Listening to the tale of the blog begs the question: What time is left for music? Especially when concerts are virtual and the hustle, bustle, and demands of the live festival season are absent this year, one would imagine that complacency sets in. But if anything, it seems the opposite is taking place.
“When we listen to these new, young singers nowadays, they all seem so talented, so equipped. There is a technical understanding and prowess that I definitely didn’t have at that age – it’s unbelievably inspiring,” Vasundhra says.
“Definitely. I think the access to material and resources has helped that; the wealth of concerts and knowledge available on the internet now is immense, and young artists are really taking advantage of that! It’s extremely praiseworthy, all the things they are able to do and constantly present,” Nisha adds.
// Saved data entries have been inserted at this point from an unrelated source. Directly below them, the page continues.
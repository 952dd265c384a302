//! The analysed vehicle: immutable configuration, engine model, and mutable weight state.

use rotor_aero::AeroError;
use rotor_atmosphere::{AtmosphereError, AtmosphericPoint};
use rotor_config::VehicleConfig;
use rotor_propulsion::{PerformanceWarning, PowerPlant, Rating};
use thiserror::Error;

use crate::forward::{Airspeeds, ForwardFlightOptions, ForwardFlightTable};
use crate::hover::{GroundEffect, HoverOptions, HoverRecord};
use crate::state::{StateError, VehicleState};

/// Validated band for the induced-power factor.
pub const INDUCED_FACTOR_RANGE: (f64, f64) = (1.0, 1.15);
/// Blade loading above which retreating-blade stall is expected.
pub const BLADE_LOADING_LIMIT: f64 = 0.12;

/// Errors raised by performance analyses.
#[derive(Debug, Error)]
pub enum PerformanceError {
    #[error("invalid configuration: {0}")]
    InvalidConfiguration(String),
    #[error(transparent)]
    Atmosphere(#[from] AtmosphereError),
    #[error(transparent)]
    Aero(#[from] AeroError),
    #[error(transparent)]
    State(#[from] StateError),
}

/// A single-main-rotor helicopter ready for analysis.
#[derive(Debug, Clone)]
pub struct Helicopter {
    config: VehicleConfig,
    engine: PowerPlant,
    state: VehicleState,
}

impl Helicopter {
    /// Build from a configuration, seeding the weight state from its loading section.
    pub fn new(config: VehicleConfig) -> Result<Self, PerformanceError> {
        let state = VehicleState::from_loading(&config.loading)?;
        Self::with_state(config, state)
    }

    pub fn with_state(config: VehicleConfig, state: VehicleState) -> Result<Self, PerformanceError> {
        config
            .validate()
            .map_err(|err| PerformanceError::InvalidConfiguration(err.to_string()))?;
        let engine = PowerPlant::new(config.engine.clone());
        Ok(Self {
            config,
            engine,
            state,
        })
    }

    pub fn config(&self) -> &VehicleConfig {
        &self.config
    }

    pub fn engine(&self) -> &PowerPlant {
        &self.engine
    }

    pub fn state(&self) -> &VehicleState {
        &self.state
    }

    pub fn state_mut(&mut self) -> &mut VehicleState {
        &mut self.state
    }

    pub fn gross_weight_lb(&self) -> f64 {
        self.state.gross_weight_lb()
    }

    pub fn burn(&mut self, fuel_lb: f64) -> Result<(), StateError> {
        self.state.burn(fuel_lb)
    }

    pub fn unload(&mut self, payload_lb: f64) -> Result<(), StateError> {
        self.state.unload(payload_lb)
    }

    /// Ground-idle fuel flow (lb/hr).
    pub fn idle_fuel_flow(&self) -> f64 {
        self.engine.idle_fuel_flow()
    }

    /// Fuel flow (lb/hr) at a fixed engine rating.
    pub fn rating_fuel_flow(&self, rating: Rating) -> f64 {
        self.engine.rating_fuel_flow(rating)
    }

    pub fn hover(
        &self,
        atmosphere: &AtmosphericPoint,
        options: &HoverOptions,
    ) -> Result<HoverRecord, PerformanceError> {
        crate::hover::solve(self, atmosphere, options)
    }

    pub fn hover_out_of_ground_effect(
        &self,
        atmosphere: &AtmosphericPoint,
    ) -> Result<HoverRecord, PerformanceError> {
        self.hover(atmosphere, &HoverOptions::default())
    }

    pub fn hover_in_ground_effect(
        &self,
        atmosphere: &AtmosphericPoint,
    ) -> Result<HoverRecord, PerformanceError> {
        let options = HoverOptions {
            ground_effect: GroundEffect::InGroundEffect,
            ..HoverOptions::default()
        };
        self.hover(atmosphere, &options)
    }

    pub fn forward_flight(
        &self,
        atmosphere: &AtmosphericPoint,
        airspeeds: impl Into<Airspeeds>,
        options: &ForwardFlightOptions,
    ) -> Result<ForwardFlightTable, PerformanceError> {
        crate::forward::solve(self, atmosphere, &airspeeds.into(), options)
    }

    /// Reject conditions under which the analyses are undefined.
    pub(crate) fn check_conditions(
        &self,
        atmosphere: &AtmosphericPoint,
    ) -> Result<(), PerformanceError> {
        let gross = self.gross_weight_lb();
        if !(gross.is_finite() && gross > 0.0) {
            return Err(PerformanceError::InvalidConfiguration(format!(
                "gross weight must be positive, got {gross}"
            )));
        }
        if !(atmosphere.density_ratio > 0.0 && atmosphere.density_slug_ft3 > 0.0) {
            return Err(PerformanceError::InvalidConfiguration(format!(
                "density ratio must be positive, got {}",
                atmosphere.density_ratio
            )));
        }
        for (name, rotor) in [
            ("main rotor", &self.config.main_rotor),
            ("tail rotor", &self.config.tail_rotor),
        ] {
            if !(rotor.omega_rad_s > 0.0) {
                return Err(PerformanceError::InvalidConfiguration(format!(
                    "{name} speed must be positive, got {} rad/s",
                    rotor.omega_rad_s
                )));
            }
        }
        Ok(())
    }
}

/// Warnings that depend only on the analysis inputs.
pub(crate) fn input_warnings(k_i: f64, ct_over_sigma: f64) -> Vec<PerformanceWarning> {
    let mut warnings = Vec::new();
    let (lo, hi) = INDUCED_FACTOR_RANGE;
    if !(lo..=hi).contains(&k_i) {
        warnings.push(PerformanceWarning::InducedFactorOutOfRange { k_i });
    }
    if ct_over_sigma > BLADE_LOADING_LIMIT {
        warnings.push(PerformanceWarning::BladeLoading { ct_over_sigma });
    }
    warnings
}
Ask the ladies what they personally prefer, tradition or innovation, though the answers might shock you ever-so-slightly! While Nisha is more comfortable in the realm of a conventional concert, Vasundhra presents the newer ‘katha kutcheri’ in which storytelling is juxtaposed with kritis to tell a compelling tale, often one taken from mythology or religious texts.
“The speaking bits can still get me and nowadays, there is an increasing demand to speak on stage, even just to describe the piece you are presenting! I think the audience has become more aware, more knowledgeable even, of what they are listening to and well, I still have those slip-ups when it comes to telling stories, especially in sentamizh, on stage,” Nisha admits while Vasundhra laughs in the background.
So much, it seems, has changed since the days of Toronto, corporate life, and even the family’s heydays in music. There is a settled comfort in the music scene and its community now, one that the ladies have sought solace in during this trying time. A product of the evolving dynamic that surrounds them? Seems so.
And yet, in some ways, they say it seems like nothing has changed at all. As they speak about those initial struggles, juggling schedules, gulping mouthfuls of ‘thayir satham’ between paatu classesand work shifts in a rapid, almost blink-and-miss-pace, there is a sense of heartwarming nostalgia. It’s one that reveals what the secret of this mother-daughter duo really is -- the tight-knit camaraderie that, if one didn’t know better, would suggest that they were sisters, best friends, or both.
Entwined by music and food equally, enshrined in the throes of family loyalty and love, it stands testament to what the two have built in these multiple decades and to the years of both that lie ahead, waiting.